Andrew BoltNOVEMBER172012(2:10pm)

 The AWU scandal
Did the Attorney-General first check with the Labor ministers who may actually know a bit more about the AWU slush fund scandal?
Federal Attorney-General Nicola Roxon says allegations against Ms Gillard are unwarranted.
Can Roxon explain how, as Attorney-General, she reached the conclusion that nothing improper was done? What inquiries did she make to become “totally” satisfied? What evidence did she consult?
A lot of people in this Government might well be able to fill in some details, including Roxon herself. Which did she interview? 
Prime Minister Gillard: was a partner in Slater & Gordon, the solicitors acting for the Australian Workers Union. Also secretly acted as the lawyer advising Bruce Wilson, her boyfriend, on the setting up of the “Australian Workers Union Workplace Reform Association” slush fund and on the creation of power of attorney to buy a house with some of the fraudulent proceeds. (She says she knew nothing of the frauds or the operation of the association.)

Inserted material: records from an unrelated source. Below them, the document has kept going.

//! Logger configuration: destinations, thresholds, context, overrides

use super::fields::Fields;
use super::payload::Payload;
use super::record::LogRecord;
use super::severity::Severity;
use std::collections::HashMap;
use std::fmt;
use std::sync::Arc;

/// Delivery destination for a log record
#[derive(Debug, Clone, Copy, PartialEq, Eq, Hash)]
pub enum Destination {
    Console,
    CrashSdk,
    HttpRemote,
    FileSink,
}

impl Destination {
    pub fn to_str(&self) -> &'static str {
        match self {
            Destination::Console => "console",
            Destination::CrashSdk => "crash-sdk",
            Destination::HttpRemote => "http-remote",
            Destination::FileSink => "file-sink",
        }
    }
}

impl fmt::Display for Destination {
    fn fmt(&self, f: &mut fmt::Formatter<'_>) -> fmt::Result {
        write!(f, "{}", self.to_str())
    }
}

/// Custom formatter: fully replaces the default formatter for one
/// destination and receives the complete record (timestamp, level, message,
/// data, context snapshot).
pub type FormatFn = Arc<dyn Fn(&LogRecord) -> Payload + Send + Sync>;

/// Injected file-sink callback; the crate performs no file I/O itself.
pub type FileSinkFn = Arc<dyn Fn(&Payload) + Send + Sync>;

/// Mutable logger settings, shared by the dispatcher for the process
/// lifetime.
///
/// No validation is performed on any field: an empty destination list simply
/// means "log nowhere".
#[derive(Clone)]
pub struct LoggerConfig {
    pub min_level: Severity,
    pub destinations: Vec<Destination>,
    pub context: Fields,
    pub enabled: bool,
    pub formatters: HashMap<Destination, FormatFn>,
    pub remote_endpoint: Option<String>,
    pub file_sink: Option<FileSinkFn>,
}

impl Default for LoggerConfig {
    fn default() -> Self {
        Self {
            min_level: Severity::Info,
            destinations: vec![Destination::Console],
            context: Fields::new(),
            enabled: true,
            formatters: HashMap::new(),
            remote_endpoint: None,
            file_sink: None,
        }
    }
}

impl fmt::Debug for LoggerConfig {
    fn fmt(&self, f: &mut fmt::Formatter<'_>) -> fmt::Result {
        f.debug_struct("LoggerConfig")
            .field("min_level", &self.min_level)
            .field("destinations", &self.destinations)
            .field("context", &self.context)
            .field("enabled", &self.enabled)
            .field("formatters", &self.formatters.keys().collect::<Vec<_>>())
            .field("remote_endpoint", &self.remote_endpoint)
            .field("file_sink", &self.file_sink.is_some())
            .finish()
    }
}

Attorney-General Nicola Roxon: as a lawyer with Maurice Blackburn worked on the AWU account after Slater & Gordon discovered the slush fund, invited Gillard to leave and ceased having the AWU as a client. Roxon handed over sensitive documents to an investigation into the scams.
Workplace Minister Bill Shorten: was an official of the AWU during the scam (but not involved). He was among those warned in 1996 that a royal commission into the scandal had to be headed off or “we are all history”. Took over the AWU branch Wilson had recently led. Became AWU national secretary.
Agriculture Minister Joe Ludwig: was an employee at the time of the AWU, whose president then and now was his father, powerful Labor identity Bill Ludwig, a key Gillard backer. He was contacted in 1996 by a company that had paid $29,000 into Wilson’s slush fund, thinking it was legitimate, and had then asked by a union official if it “would be prepared to say that the $29,000 that had been paid was a donation”.
Former Attorney-General and now backbencher Robert McClelland: As a solicitor advised then AWU national secretary Ian Cambridge to try to recover stolen stolen money and to call for a royal commission. Has said the experienced convinced him of the need for tougher laws to recover money from crooked union officials. Said an unnamed “third party” may have benefited from Wilson’s scams.

Resources and Energy Minister Martin Ferguson:
 was president of the ACTU until 1996, in which time the Keating Government was asked by the AWU’s Cambridge to set up a royal commission into the AWU scandal. ACTU secretary Bill Kelty was warned by other ACTU officials the commission proposal had to be stopped, and was reported to be “supportive”. He mediated in the scandal.  Cambridge was appointed to the NSW Industrial Relations Tribunal that same year. (There is no suggestion at all that Kelty was involved in that appointment or acted anything less than honorably.)
Backbencher Chris Hayes: Chair of the Parliamentary Joint Committee on Law Enforcement. Was assistant national secretary of the AWU when he counter-signed redundancy cheques to get rid of Wilson and bagman Ralph Blewitt, now seeking immunity in exchange for giving evidence on Wilson’s scams.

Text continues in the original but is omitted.